One size fits all! In the fifties and sixties Madison Avenue would sell us any lie but any woman who ever tried to put on a pair of panty hose, quickly learned the truth. No piece of clothing fits every individual equally and no policy benefits every citizen equally.
In Federalist Paper # 10 James Madison elaborated on the conflict:
the most common and durable
source of factions has been the various and unequal distribution of property.
Those who hold and those who are without property have ever formed distinct
interests in society. Those who are creditors and those who are debtors fall
under a like discrimination. A landed interest, a manufacturing interest, a
mercantile interest, a moneyed interest, with many lesser interests, grow up of
necessity in civilized nations and divide them into different classes, actuated by
different sentiments and views. The regulation of these various and interfering
interests forms the principal task of modern legislation and involves the spirit
of party and faction in the necessary and ordinary operations of the
At one time there was one theory of economics. That was Mercantilism. It was a theory devised by the merchant class around 1620 and unsurprisingly it benefitted merchants. Mercantilism had several aspects. It called for infrastructure development, development of domestic industry and the largest portion of bullion reserves possible. The nation states of France and England and their middle class were created in the entirety from Mercantilism.
Mercantilism had an aspect about it of common sense. In 1549 it was written “We must always take heed that we buy no more from strangers then we sell them, for so should we impoverish ourselves and enrich them.”
The other theory is known to us as the Free Market. It actually began as Lassez faire et laissez passer le monde va de lui meme’ Which translates into Let do and let pass, the world goes on by itself.” It was developed by the leaders of the French Revolution and the goldsmiths who financed them in opposition to the merchants and royalty.

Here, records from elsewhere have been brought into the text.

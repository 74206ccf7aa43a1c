//! Built-in profiles, one per planner log vintage.
//!
//! To support a new vintage, either add a constructor here and list it in
//! `all_profiles()`, or describe it as a `ProfileSpec` in JSON and register
//! it at runtime. Nothing in `profile_registry.rs` needs to change.
use crate::{Coercion, CoveragePolicy, Derivation, Grammar, ParseError, Profile, ProfileBuilder};
use tracing::info;

pub const SEARCH: &str = "search";
pub const GBFS_LAZY: &str = "gbfs-lazy";
pub const DATALOG: &str = "datalog";
pub const SEARCH_DATALOG: &str = "search-datalog";
pub const ASTAR_EAGER: &str = "astar-eager";
pub const GROUND_TASK: &str = "ground-task";

/// Returns every built-in profile.
pub fn all_profiles() -> Vec<Profile> {
    info!("Initializing built-in profiles");

    [
        search(),
        gbfs_lazy(),
        datalog(),
        search_datalog(),
        astar_eager(),
        ground_task(),
    ]
    .into_iter()
    .map(|profile| profile.expect("built-in profile must compile"))
    .collect()
}

/// Search statistics printed by the current planner:
///
/// ```text
/// Num objects: 4
/// [GBFS] Start node h_value: 3
/// [Search] Search time: 0 ms (743179 ns)
/// [Search] Number of expanded states: 4
/// [Search] Number of generated states: 7
/// [GBFS] Plan cost: 3
/// [GBFS] Plan length: 3
/// [Total] Peak memory usage: 513306624 bytes
/// [Total] Total time: 4 ms
/// ```
pub fn search() -> Result<Profile, ParseError> {
    let builder = search_patterns(Profile::builder(SEARCH), &GBFS)?;
    search_derivations(builder).build()
}

/// Older lazy GBFS binary: different key names for the same search lines,
/// and colon-style section summaries.
pub fn gbfs_lazy() -> Result<Profile, ParseError> {
    Profile::builder(GBFS_LAZY)
        .pattern("plan_cost", r"\[GBFS\] Plan cost: (\d+)", Coercion::Int)?
        .pattern("plan_length", r"\[GBFS\] Plan length: (\d+)", Coercion::Int)?
        .pattern("search_time_ms", r"\[Search\] Search time: (\d+)\s*ms", Coercion::Int)?
        .pattern("expansions", r"\[Search\] Number of expanded states: (\d+)", Coercion::Int)?
        .pattern("generated", r"\[Search\] Number of generated states: (\d+)", Coercion::Int)?
        .pattern("total_time_ms", r"\[Total\] Total time: (\d+)\s*ms", Coercion::Int)?
        .pattern(
            "peak_memory_usage_bytes",
            r"\[Total\] Peak memory usage: (\d+) bytes",
            Coercion::Int,
        )?
        .grammar(Grammar::LegacyColon)
        .derive(Derivation::scale("search_time_ms", "search_time", 1000.0))
        .derive(Derivation::scale("total_time_ms", "total_time", 1000.0))
        .derive(Derivation::scale("peak_memory_usage_bytes", "memory", 1_000_000.0))
        .derive(Derivation::ratio("search_time", "expansions", "search_time_per_expanded"))
        .derive(Derivation::skew(
            "{section}_rule_tmax_ms",
            "{section}_rule_tmed_ms",
            "{section}_rule_skew_ms",
        ))
        .derive(Derivation::coverage("plan_length", CoveragePolicy::SolvedOnly))
        .build()
}

/// Equals-pipe datalog summaries only.
pub fn datalog() -> Result<Profile, ParseError> {
    Profile::builder(DATALOG).grammar(Grammar::EqualsPipe).build()
}

/// The profiling experiments: search statistics plus datalog summaries.
pub fn search_datalog() -> Result<Profile, ParseError> {
    let builder = search_patterns(Profile::builder(SEARCH_DATALOG), &GBFS)?.grammar(Grammar::EqualsPipe);
    search_derivations(builder).build()
}

/// A* runs tag their search lines `[ASTAR]`, start from an f value, and
/// report nanoseconds next to milliseconds, both for the total time and
/// inside section summaries.
pub fn astar_eager() -> Result<Profile, ParseError> {
    let builder = search_patterns(Profile::builder(ASTAR_EAGER), &ASTAR)?
        .pattern(
            "total_time_ns",
            r"\[Total\] Total time: \d+\s*ms \((\d+) ns\)",
            Coercion::Int,
        )?
        .grammar(Grammar::DualUnit)
        .derive(Derivation::skew(
            "{section}_rule_tmax_ms",
            "{section}_rule_tmed_ms",
            "{section}_rule_skew_ms",
        ))
        .derive(Derivation::skew(
            "{section}_rule_tmax_ns",
            "{section}_rule_tmed_ns",
            "{section}_rule_skew_ns",
        ));
    search_derivations(builder).build()
}

/// Grounding statistics.
pub fn ground_task() -> Result<Profile, ParseError> {
    let mut builder = Profile::builder(GROUND_TASK)
        .pattern("num_fluent_atoms", r"Num fluent atoms: (\d+)", Coercion::Int)?
        .pattern("num_derived_atoms", r"Num derived atoms: (\d+)", Coercion::Int)?
        .pattern("num_ground_actions", r"Num ground actions: (\d+)", Coercion::Int)?
        .pattern("num_ground_axioms", r"Num ground axioms: (\d+)", Coercion::Int)?
        .pattern(
            "total_task_grounding_time",
            r"Total task grounding time: (\d+) ms",
            Coercion::Int,
        )?
        .pattern("num_rules", r"num_rules: (\d+)", Coercion::Int)?;

    for key in [
        "init_total_time_min",
        "init_total_time_max",
        "init_total_time_median",
        "ground_total_time_min",
        "ground_total_time_max",
        "ground_total_time_median",
        "merge_total_time",
        "merge_total_time_average_over_rules",
    ] {
        builder = builder.pattern(key, &format!(r"{key}: (\d+) ms"), Coercion::Int)?;
    }

    builder.build()
}

/// Lines a search algorithm prints under its own `[TAG]` prefix.
struct SearchBlock {
    tag: &'static str,
    start_key: &'static str,
    start_label: &'static str,
    start_value: &'static str,
    start_coercion: Coercion,
}

const GBFS: SearchBlock = SearchBlock {
    tag: "GBFS",
    start_key: "initial_h_value",
    start_label: "h_value",
    start_value: r"\d+",
    start_coercion: Coercion::Int,
};

// f values are printed as floats
const ASTAR: SearchBlock = SearchBlock {
    tag: "ASTAR",
    start_key: "initial_f_value",
    start_label: "f_value",
    start_value: r"[0-9]*\.?[0-9]+(?:[eE][-+]?[0-9]+)?",
    start_coercion: Coercion::Float,
};

fn search_patterns(builder: ProfileBuilder, block: &SearchBlock) -> Result<ProfileBuilder, ParseError> {
    let SearchBlock {
        tag,
        start_key,
        start_label,
        start_value,
        start_coercion,
    } = block;

    builder
        .pattern("cost", &format!(r"\[{tag}\] Plan cost: (\d+)"), Coercion::Int)?
        .pattern("length", &format!(r"\[{tag}\] Plan length: (\d+)"), Coercion::Int)?
        .pattern(
            start_key,
            &format!(r"\[{tag}\] Start node {start_label}: ({start_value})"),
            *start_coercion,
        )?
        .pattern("search_time_ms", r"\[Search\] Search time: (\d+)\s*ms", Coercion::Int)?
        .pattern(
            "search_time_ns",
            r"\[Search\] Search time: \d+\s*ms \((\d+) ns\)",
            Coercion::Int,
        )?
        .pattern("num_expanded", r"\[Search\] Number of expanded states: (\d+)", Coercion::Int)?
        .pattern("num_generated", r"\[Search\] Number of generated states: (\d+)", Coercion::Int)?
        .pattern("total_time_ms", r"\[Total\] Total time: (\d+)\s*ms", Coercion::Int)?
        .pattern(
            "peak_memory_usage_bytes",
            r"\[Total\] Peak memory usage: (\d+) bytes",
            Coercion::Int,
        )?
        .pattern("unsolvable_marker", r"(Task is unsolvable!)", Coercion::Str)?
        .pattern("invalid_marker", r"(Plan invalid)", Coercion::Str)?
        .pattern("num_objects", r"Num objects: (\d+)", Coercion::Int)
}

fn search_derivations(builder: ProfileBuilder) -> ProfileBuilder {
    builder
        .derive(Derivation::flag("invalid_marker", "invalid"))
        .derive(Derivation::flag("unsolvable_marker", "unsolvable"))
        .derive(Derivation::scale("search_time_ms", "search_time", 1000.0))
        .derive(Derivation::scale("total_time_ms", "total_time", 1000.0))
        .derive(Derivation::scaled_ratio(
            "search_time_ns",
            1000.0,
            "num_expanded",
            "search_time_us_per_expanded",
        ))
        .derive(Derivation::ratio("search_time", "num_expanded", "search_time_per_expanded"))
        .derive(Derivation::scale("peak_memory_usage_bytes", "memory", 1_000_000.0))
        .derive(Derivation::coverage("length", CoveragePolicy::SolvedOrUnsolvable))
}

The defining work in Mercantilism was “Treatise of Taxes and Contributions “ written in 1662, by Sir William Petty. Petty’s collective works and his reliance on data become the basis for the science of economics. Relying on extensive statistical data Perry argued for a progressive tax system, that paid for defense, governance, the pastorage of men’s souls, education, the maintenance of impotents of all sorts and infrastructure, or things of universal good. Perry argued that the traditional reliance on the hoarding of gold was unnecessary and harmful as gold was only a small portion of a nation’s true wealth. However he felt that government must have the right to restrict the export of gold if the balance of trade became too imbalanced.
As you probably know the defining work of the Free market is The Wealth of Nations written by the moralist Adam Smith in 1776. The Wealth of Nations was based on three precepts 1)No economic player has power over another 2) Everyone has equal access to information 3) All decisions are purely rational with no preference given to other players on non-economic factors. None of these Utopian ideas have ever been realized. Bankers worldwide quickly saw the advantages of Smith’s work and so promoted it and have continued to promote it to this day.
After the Second World War capitalism itself was in disrepute. The bankers and the stock markets needed a scapegoat and their old enemies the mercantilist came to mind. By lobbying state legislatures and supporting academics they were able to rewrite the history books and convince the country that the Taft Hartley Act, passed nine months after the beginning of the Great Depression, was the cause of the Great Depression.
By 1960 John F Kennedy had to pledge in his campaign that he would not interfere with the free market .Ronald Reagan said that without the free market there could be no “growth, prosperity and ultimately human fulfillment. What happened to the differences between: “A landed interest a manufacturing interest, a Mercantile interest, a moneyed interest”,? Poof, gone –one size fits all.
In the thirty years since only Ross Perot has voiced real opposition to the free market. For the rest of the political establishment Free Trade has become a part of the American character. It should not be surprising. Our politicians rely on contributions and the capitalist have the money.
Some authors place the last rise in real wages at 1974. Many others at 1979.In 1985 the United States became a debtor nation for the first time in 70 years. There can be no doubt of the negative effect of our Free Market policies on the majority of Americans. Recently the middle class has become aware of it’s losses and though they have no idea as to the cause are marching in the streets demanding change.
It may seem I am advocating a return to pure mercantilism. As noted by Perry in 1662 pure mercantilism had its problems. It is often argued that both World Wars were the result of pure mercantilism. That is not what I am advocating. Rather I ask that we do our duty as citizens. That as James Madison said in Federalist 10 we engage in informed and Refined Public Opinion. That we acknowledge that one size never fits all.